В театре лицо не раскрашено (напудрено), оно написано. Происходит нечто непредвиденное: в основе письма и живописи лежит единый инструмент — кисточка, и, между тем, не живопись вовлекает письмо в свой декоративный стиль, в широкое, ласкающее движение кисточки, в свое репрезентативное пространство (как это неизбежно произошло у нас, где цивилизованное будущее некой функции всегда предстает как ее эстетическое усовершенствование), но, напротив, акт письма подчиняет себе живописный жест, так что рисовать — это в каком-то смысле всего лишь записывать. Это самое театральное лицо (скрытое под маской в театре Но, нарисованное в театре Кабуки, искусственное в театре Бунраку) состоит из двух субстанций: белизны бумаги и черного цвета надписи (оставленного также для глаз).

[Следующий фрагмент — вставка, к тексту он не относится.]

//! Auction listing - one item for sale on the marketplace
//!
//! Field names mirror the marketplace's JSON so listings deserialize directly.

use chrono::{DateTime, Utc};
use serde::{Deserialize, Deserializer, Serialize};

/// A single auction listing
#[derive(Debug, Clone, PartialEq, Serialize, Deserialize)]
pub struct AuctionItem {
    pub item_display_name: String,
    /// Price of one unit, in gold
    pub auction_price_per_unit: u64,
    pub date_auction_expire: DateTime<Utc>,
    /// Option descriptors in display order (`null` is read as empty)
    #[serde(default, deserialize_with = "null_as_empty")]
    pub item_option: Vec<ItemOption>,
}

impl AuctionItem {
    pub fn has_options(&self) -> bool {
        !self.item_option.is_empty()
    }
}

/// One option descriptor attached to a listing
#[derive(Debug, Clone, PartialEq, Serialize, Deserialize)]
pub struct ItemOption {
    pub option_type: String,
    #[serde(default, skip_serializing_if = "Option::is_none")]
    pub option_sub_type: Option<String>,
    /// Precomputed description; replaces the value text when non-empty
    #[serde(default, skip_serializing_if = "Option::is_none")]
    pub option_desc: Option<String>,
    pub option_value: f64,
    #[serde(default, skip_serializing_if = "Option::is_none")]
    pub option_value2: Option<f64>,
}

impl ItemOption {
    /// `" (sub type)"` when a non-empty sub-type is present, otherwise empty.
    pub fn sub_type_suffix(&self) -> String {
        match self.option_sub_type.as_deref() {
            Some(sub) if !sub.is_empty() => format!(" ({sub})"),
            _ => String::new(),
        }
    }

    /// The description if one is supplied, else `value` or `value ~ value2`.
    ///
    /// Empty descriptions and a zero secondary value count as absent.
    pub fn value_text(&self) -> String {
        if let Some(desc) = self.option_desc.as_deref().filter(|d| !d.is_empty()) {
            return desc.to_string();
        }

        match self.option_value2.filter(|v| *v != 0.0) {
            Some(second) => format!("{} ~ {}", self.option_value, second),
            None => self.option_value.to_string(),
        }
    }

    /// Everything after the option type: sub-type suffix, colon, value text.
    pub fn detail_text(&self) -> String {
        format!("{}: {}", self.sub_type_suffix(), self.value_text())
    }
}

fn null_as_empty<'de, D, T>(deserializer: D) -> Result<Vec<T>, D::Error>
where
    D: Deserializer<'de>,
    T: Deserialize<'de>,
{
    Ok(Option::<Vec<T>>::deserialize(deserializer)?.unwrap_or_default())
}

#[cfg(test)]
mod tests {
    use super::*;

    fn option(value: f64) -> ItemOption {
        ItemOption {
            option_type: "공격".to_string(),
            option_sub_type: None,
            option_desc: None,
            option_value: value,
            option_value2: None,
        }
    }

    mod value_text_tests {
        use super::*;

        #[test]
        fn primary_value_alone() {
            assert_eq!(option(10.0).value_text(), "10");
        }

        #[test]
        fn primary_and_secondary_joined_with_tilde() {
            let opt = ItemOption {
                option_value2: Some(25.0),
                ..option(10.0)
            };
            assert_eq!(opt.value_text(), "10 ~ 25");
        }

        #[test]
        fn zero_secondary_is_treated_as_absent() {
            let opt = ItemOption {
                option_value2: Some(0.0),
                ..option(3.0)
            };
            assert_eq!(opt.value_text(), "3");
        }

        #[test]
        fn description_wins_over_values() {
            let opt = ItemOption {
                option_desc: Some("최대 공격력 20 증가".to_string()),
                option_value2: Some(30.0),
                ..option(10.0)
            };
            assert_eq!(opt.value_text(), "최대 공격력 20 증가");
        }

        #[test]
        fn empty_description_falls_back_to_values() {
            let opt = ItemOption {
                option_desc: Some(String::new()),
                ..option(7.0)
            };
            assert_eq!(opt.value_text(), "7");
        }

        #[test]
        fn fractional_values_keep_their_decimals() {
            assert_eq!(option(0.5).value_text(), "0.5");
        }
    }

    mod detail_text_tests {
        use super::*;

        #[test]
        fn sub_type_in_parentheses() {
            let opt = ItemOption {
                option_sub_type: Some("접두".to_string()),
                option_desc: Some("창백한".to_string()),
                ..option(0.0)
            };
            assert_eq!(opt.detail_text(), " (접두): 창백한");
        }

        #[test]
        fn no_sub_type_means_no_parentheses() {
            assert_eq!(option(12.0).detail_text(), ": 12");
        }

        #[test]
        fn empty_sub_type_is_hidden() {
            let opt = ItemOption {
                option_sub_type: Some(String::new()),
                ..option(12.0)
            };
            assert_eq!(opt.sub_type_suffix(), "");
        }
    }

    mod deserialize_tests {
        use super::*;

        #[test]
        fn listing_json_deserializes() {
            let json = r#"{
                "item_display_name": "창백한 나이트 브레이스",
                "auction_price_per_unit": 1250000,
                "date_auction_expire": "2025-03-01T12:30:00Z",
                "item_option": [
                    {"option_type": "공격", "option_value": 10, "option_value2": 20},
                    {"option_type": "인챈트", "option_sub_type": "접두", "option_desc": "창백한", "option_value": 0}
                ]
            }"#;

            let item: AuctionItem = serde_json::from_str(json).expect("valid listing");
            assert_eq!(item.auction_price_per_unit, 1_250_000);
            assert_eq!(item.item_option.len(), 2);
            assert_eq!(item.item_option[0].value_text(), "10 ~ 20");
            assert_eq!(item.item_option[1].detail_text(), " (접두): 창백한");
        }

        #[test]
        fn null_options_read_as_empty() {
            let json = r#"{
                "item_display_name": "빵",
                "auction_price_per_unit": 100,
                "date_auction_expire": "2025-03-01T12:30:00Z",
                "item_option": null
            }"#;

            let item: AuctionItem = serde_json::from_str(json).expect("valid listing");
            assert!(!item.has_options());
        }

        #[test]
        fn missing_options_read_as_empty() {
            let json = r#"{
                "item_display_name": "빵",
                "auction_price_per_unit": 100,
                "date_auction_expire": "2025-03-01T12:30:00Z"
            }"#;

            let item: AuctionItem = serde_json::from_str(json).expect("valid listing");
            assert!(item.item_option.is_empty());
        }
    }
}
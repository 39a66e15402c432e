//! Labelled form row.

use dioxus::prelude::*;

#[component]
pub fn FormField(#[props(into)] label: String, children: Element) -> Element {
    rsx! {
        div {
            label {
                class: "block text-sm mb-1 font-semibold",
                "{label}"
            }
            {children}
        }
    }
}
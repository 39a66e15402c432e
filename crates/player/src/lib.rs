//! Auction search player crate.
//!
//! This crate contains the Dioxus UI and the bundled sample data it renders.
//! Desktop and web targets are selected via compile-time `cfg`.

pub mod infrastructure;
pub mod ui;

pub use ui::presentation;

// Re-export commonly used entrypoints
pub use ui::app;
pub use ui::ShellKind;
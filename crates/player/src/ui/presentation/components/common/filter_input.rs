//! Filter input - single-line input used by every detail filter field
//!
//! In numeric mode anything but ASCII digits is stripped before the value
//! reaches `on_change`, so callers only ever see `""` or a digit string.

use dioxus::prelude::*;
use mabiauction_domain::digits_only;

/// What kind of value the input accepts
#[derive(Clone, Copy, Debug, PartialEq, Eq, Default)]
pub enum InputKind {
    #[default]
    Text,
    Number,
}

impl InputKind {
    fn html_type(&self) -> &'static str {
        match self {
            InputKind::Text => "text",
            InputKind::Number => "number",
        }
    }

    fn input_mode(&self) -> &'static str {
        match self {
            InputKind::Text => "text",
            InputKind::Number => "numeric",
        }
    }

    /// Normalize raw input for this kind.
    pub fn sanitize(&self, raw: String) -> String {
        match self {
            InputKind::Text => raw,
            InputKind::Number => digits_only(&raw),
        }
    }
}

/// Props for the FilterInput component
#[derive(Props, Clone, PartialEq)]
pub struct FilterInputProps {
    #[props(default)]
    pub kind: InputKind,
    #[props(into)]
    pub placeholder: String,
    /// Current value (`""` when empty)
    pub value: String,
    pub on_change: EventHandler<String>,
    /// Extra classes (width helpers such as `w-1/2`)
    #[props(default, into)]
    pub class: String,
}

#[component]
pub fn FilterInput(props: FilterInputProps) -> Element {
    let kind = props.kind;
    let on_change = props.on_change;

    rsx! {
        input {
            class: "border border-slate-300 rounded px-2 py-1 mb-2 {props.class}",
            r#type: kind.html_type(),
            inputmode: kind.input_mode(),
            placeholder: "{props.placeholder}",
            value: "{props.value}",
            oninput: move |e| on_change.call(kind.sanitize(e.value())),
        }
    }
}
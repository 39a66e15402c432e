use dioxus::prelude::*;

pub mod presentation;

use presentation::views::AuctionView;

/// Window widths below this are laid out with the mobile shell.
pub const MOBILE_BREAKPOINT_PX: f64 = 768.0;

const PLAYER_CSS: &str = include_str!("../../assets/css/player.css");

/// Shell variant for UI layout selection.
/// This is passed via Dioxus context from `main`.
#[derive(Clone, Copy, Debug, PartialEq, Eq, Default)]
pub enum ShellKind {
    #[default]
    Desktop,
    Mobile,
}

impl ShellKind {
    pub fn is_mobile(self) -> bool {
        matches!(self, ShellKind::Mobile)
    }

    /// Parse a `MABIAUCTION_SHELL` value. Unknown values yield `None`.
    pub fn from_env_value(value: &str) -> Option<Self> {
        match value.trim().to_ascii_lowercase().as_str() {
            "desktop" => Some(ShellKind::Desktop),
            "mobile" => Some(ShellKind::Mobile),
            _ => None,
        }
    }

    pub fn from_width(width: f64) -> Self {
        if width < MOBILE_BREAKPOINT_PX {
            ShellKind::Mobile
        } else {
            ShellKind::Desktop
        }
    }
}

pub fn app() -> Element {
    rsx! {
        AppRoot {}
    }
}

#[component]
fn AppRoot() -> Element {
    // Provided by the composition root (see `crates/player/src/main.rs`).
    let shell = use_context::<ShellKind>();

    rsx! {
        style { "{PLAYER_CSS}" }

        {
            match shell {
                ShellKind::Desktop => rsx! {
                    DesktopShell {
                        AuctionView {}
                    }
                },
                ShellKind::Mobile => rsx! {
                    MobileShell {
                        AuctionView {}
                    }
                },
            }
        }
    }
}

#[component]
fn DesktopShell(children: Element) -> Element {
    rsx! {
        div {
            style: "width: 100vw; height: 100vh; overflow: hidden;",
            {children}
        }
    }
}

#[component]
fn MobileShell(children: Element) -> Element {
    rsx! {
        div {
            style: "width: 100vw; min-height: 100vh; overflow-y: auto;",
            {children}
        }
    }
}
//! Auction search player - composition root binary.

#[cfg(not(target_arch = "wasm32"))]
use tracing_subscriber::{layer::SubscriberExt, util::SubscriberInitExt};

use mabiauction_player::ShellKind;

fn main() {
    #[cfg(not(target_arch = "wasm32"))]
    tracing_subscriber::registry()
        .with(
            tracing_subscriber::EnvFilter::try_from_default_env()
                .unwrap_or_else(|_| "mabiauction_player=debug,dioxus=info".into()),
        )
        .with(tracing_subscriber::fmt::layer())
        .init();

    #[cfg(target_arch = "wasm32")]
    {
        console_error_panic_hook::set_once();
        tracing_wasm::set_as_global_default();
    }

    tracing::info!("Starting auction search player");

    // Shell kind (desktop vs mobile layout)
    let shell = {
        #[cfg(target_arch = "wasm32")]
        {
            let width = web_sys::window()
                .and_then(|w| w.inner_width().ok())
                .and_then(|v| v.as_f64())
                .unwrap_or(1024.0);

            ShellKind::from_width(width)
        }

        #[cfg(not(target_arch = "wasm32"))]
        {
            std::env::var("MABIAUCTION_SHELL")
                .ok()
                .and_then(|s| ShellKind::from_env_value(&s))
                .unwrap_or_default()
        }
    };

    tracing::debug!(?shell, "Shell selected");

    #[allow(unused_mut)]
    let mut builder = dioxus::LaunchBuilder::new();

    #[cfg(not(target_arch = "wasm32"))]
    {
        let cfg = dioxus_desktop::Config::new().with_window(
            dioxus_desktop::WindowBuilder::new().with_title("경매장 상세 검색"),
        );
        builder = builder.with_cfg(cfg);
    }

    builder.with_context(shell).launch(mabiauction_player::app);
}
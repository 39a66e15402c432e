//! Digit-only text coercion for numeric form inputs.

/// Strip everything except ASCII digits.
///
/// # Examples
/// ```
/// use mabiauction_domain::digits_only;
///
/// assert_eq!(digits_only("12a3"), "123");
/// assert_eq!(digits_only("-7"), "7");
/// assert_eq!(digits_only(""), "");
/// ```
pub fn digits_only(text: &str) -> String {
    text.chars().filter(char::is_ascii_digit).collect()
}

/// Coerce numeric input text: empty means "no value", otherwise the digits as
/// a number. Zero is a real value. Values beyond `u64::MAX` saturate.
///
/// # Examples
/// ```
/// use mabiauction_domain::parse_digits;
///
/// assert_eq!(parse_digits(""), None);
/// assert_eq!(parse_digits("0"), Some(0));
/// assert_eq!(parse_digits("007"), Some(7));
/// ```
pub fn parse_digits(text: &str) -> Option<u64> {
    let digits = digits_only(text);
    if digits.is_empty() {
        return None;
    }
    Some(digits.parse::<u64>().unwrap_or(u64::MAX))
}
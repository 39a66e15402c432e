//! Detail Filter (상세 검색) - multi-field auction search form
//!
//! All field values live in one [`DetailFilterForm`] signal. Which stat rows
//! are shown depends on whether the selected category is armor-like; rows
//! hidden by a category switch keep their values. Pressing "적용" compacts the
//! visible, populated fields into a [`FilterCriteria`] and passes it to
//! `on_filter_change`.

use dioxus::prelude::*;
use mabiauction_domain::filter::schema::rows_in;
use mabiauction_domain::{
    Category, CategoryMode, ColorSlot, CriteriaKey, DetailFilterForm, FilterCriteria, Section,
    StatLayout, StatRow, UpgradeKind,
};

use super::color_part_row::ColorPartRow;
use super::sewing_option_list::SewingOptionList;
use crate::presentation::components::common::{FilterInput, FormField, InputKind};

/// Props for the DetailFilter component
#[derive(Props, Clone, PartialEq)]
pub struct DetailFilterProps {
    /// Currently selected auction category
    #[props(default)]
    pub selected_category: Option<Category>,
    /// Receives the compacted criteria when the user applies the filter
    #[props(default)]
    pub on_filter_change: Option<EventHandler<FilterCriteria>>,
}

#[component]
pub fn DetailFilter(props: DetailFilterProps) -> Element {
    let form = use_signal(DetailFilterForm::new);
    let mode = CategoryMode::of(props.selected_category.as_ref());

    let handle_apply = {
        let selected_category = props.selected_category.clone();
        let on_filter_change = props.on_filter_change;

        move |_: MouseEvent| {
            let listener = on_filter_change.map(|handler| {
                move |criteria: FilterCriteria| {
                    tracing::debug!(
                        mode = ?mode,
                        criteria = criteria.len(),
                        "Applying detail filter"
                    );
                    handler.call(criteria);
                }
            });

            if !form.read().apply(selected_category.as_ref(), listener) {
                tracing::trace!("No filter listener attached; skipping notification");
            }
        }
    };

    rsx! {
        div {
            h4 { class: "font-bold mb-4", "상세 검색" }

            for row in rows_in(Section::Stats, mode) {
                StatRowField { key: "{row.label}", row, form }
            }

            // 인챈트
            FormField {
                label: "인챈트",
                div { class: "flex gap-2",
                    TextInput { form, field: CriteriaKey::EnchantPrefix, placeholder: "접두", class: "w-1/2" }
                    TextInput { form, field: CriteriaKey::EnchantSuffix, placeholder: "접미", class: "w-1/2" }
                }
            }

            SpecialUpgradeField { form }

            for slot in ColorSlot::ALL {
                ColorPartRow { key: "{slot}", slot, form }
            }

            for row in rows_in(Section::Sewing, mode) {
                StatRowField { key: "{row.label}", row, form }
            }

            SewingOptionList { form }

            // 세트 효과
            FormField {
                label: "세트 효과",
                TextInput { form, field: CriteriaKey::SetEffect, placeholder: "예: 스매시" }
            }

            for row in rows_in(Section::Exclusive, mode) {
                StatRowField { key: "{row.label}", row, form }
            }

            button {
                class: "bg-blue-500 hover:bg-blue-600 text-white px-4 py-2 rounded w-full",
                onclick: handle_apply,
                "적용"
            }
        }
    }
}

/// One schema row: a single input or a min/max pair.
#[component]
fn StatRowField(row: &'static StatRow, form: Signal<DetailFilterForm>) -> Element {
    rsx! {
        FormField {
            label: row.label,
            {
                match row.layout {
                    StatLayout::Single { key, placeholder } => rsx! {
                        StatInput { form, field: key, placeholder }
                    },
                    StatLayout::Range { min, max } => rsx! {
                        div { class: "flex gap-2",
                            StatInput { form, field: min, placeholder: "최소", class: "w-1/2" }
                            StatInput { form, field: max, placeholder: "최대", class: "w-1/2" }
                        }
                    },
                }
            }
        }
    }
}

#[component]
fn StatInput(
    form: Signal<DetailFilterForm>,
    field: CriteriaKey,
    placeholder: &'static str,
    #[props(default)] class: &'static str,
) -> Element {
    let mut form = form;
    let value = form.read().number_text(field);

    rsx! {
        FilterInput {
            kind: InputKind::Number,
            placeholder,
            value,
            class,
            on_change: move |text: String| {
                if let Err(e) = form.write().set_number(field, &text) {
                    tracing::warn!(field = %field, error = %e, "Rejected stat input");
                }
            },
        }
    }
}

#[component]
fn TextInput(
    form: Signal<DetailFilterForm>,
    field: CriteriaKey,
    placeholder: &'static str,
    #[props(default)] class: &'static str,
) -> Element {
    let mut form = form;
    let value = form.read().text(field).to_string();

    rsx! {
        FilterInput {
            placeholder,
            value,
            class,
            on_change: move |text: String| {
                if let Err(e) = form.write().set_text(field, &text) {
                    tracing::warn!(field = %field, error = %e, "Rejected text input");
                }
            },
        }
    }
}

/// Tier selector plus the level input of the active tier.
#[component]
fn SpecialUpgradeField(form: Signal<DetailFilterForm>) -> Element {
    let mut form = form;
    let active = form.read().upgrade().active();
    let level = form.read().upgrade_level_text(active);

    rsx! {
        div {
            label {
                r#for: "specialUpgradeType",
                class: "block text-sm mb-1 font-semibold",
                "특별 개조 타입 선택"
            }
            select {
                id: "specialUpgradeType",
                class: "border border-slate-300 rounded px-2 py-1 w-full mb-2",
                value: "{active}",
                onchange: move |e| match e.value().parse::<UpgradeKind>() {
                    Ok(kind) => form.write().set_upgrade_kind(kind),
                    Err(err) => tracing::warn!(error = %err, "Unknown upgrade kind selected"),
                },
                for kind in UpgradeKind::ALL {
                    option { value: "{kind}", selected: kind == active, "{kind.label()}" }
                }
            }
        }
        FormField {
            label: active.label(),
            FilterInput {
                kind: InputKind::Number,
                placeholder: "0 ~ 7",
                value: level,
                on_change: move |text: String| form.write().set_upgrade_level(active, &text),
            }
        }
    }
}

Белым лицо становится не для того, чтобы извратить естественный оттенок кожи или окарикатурить его (как это происходит в случае с нашими клоунами, у которых пудра и грим — от желания размалевать себе лицо), но лишь для того, чтобы стереть оставленный чертами лица след, чтобы привести лицо к состоянию пустой натяженности матовой ткани, ко-
торую не сможет метафорически оживить — зернистостью, бархатистостью или отражением — никакая естественная субстанция (мука, пудра, румяна или блестки).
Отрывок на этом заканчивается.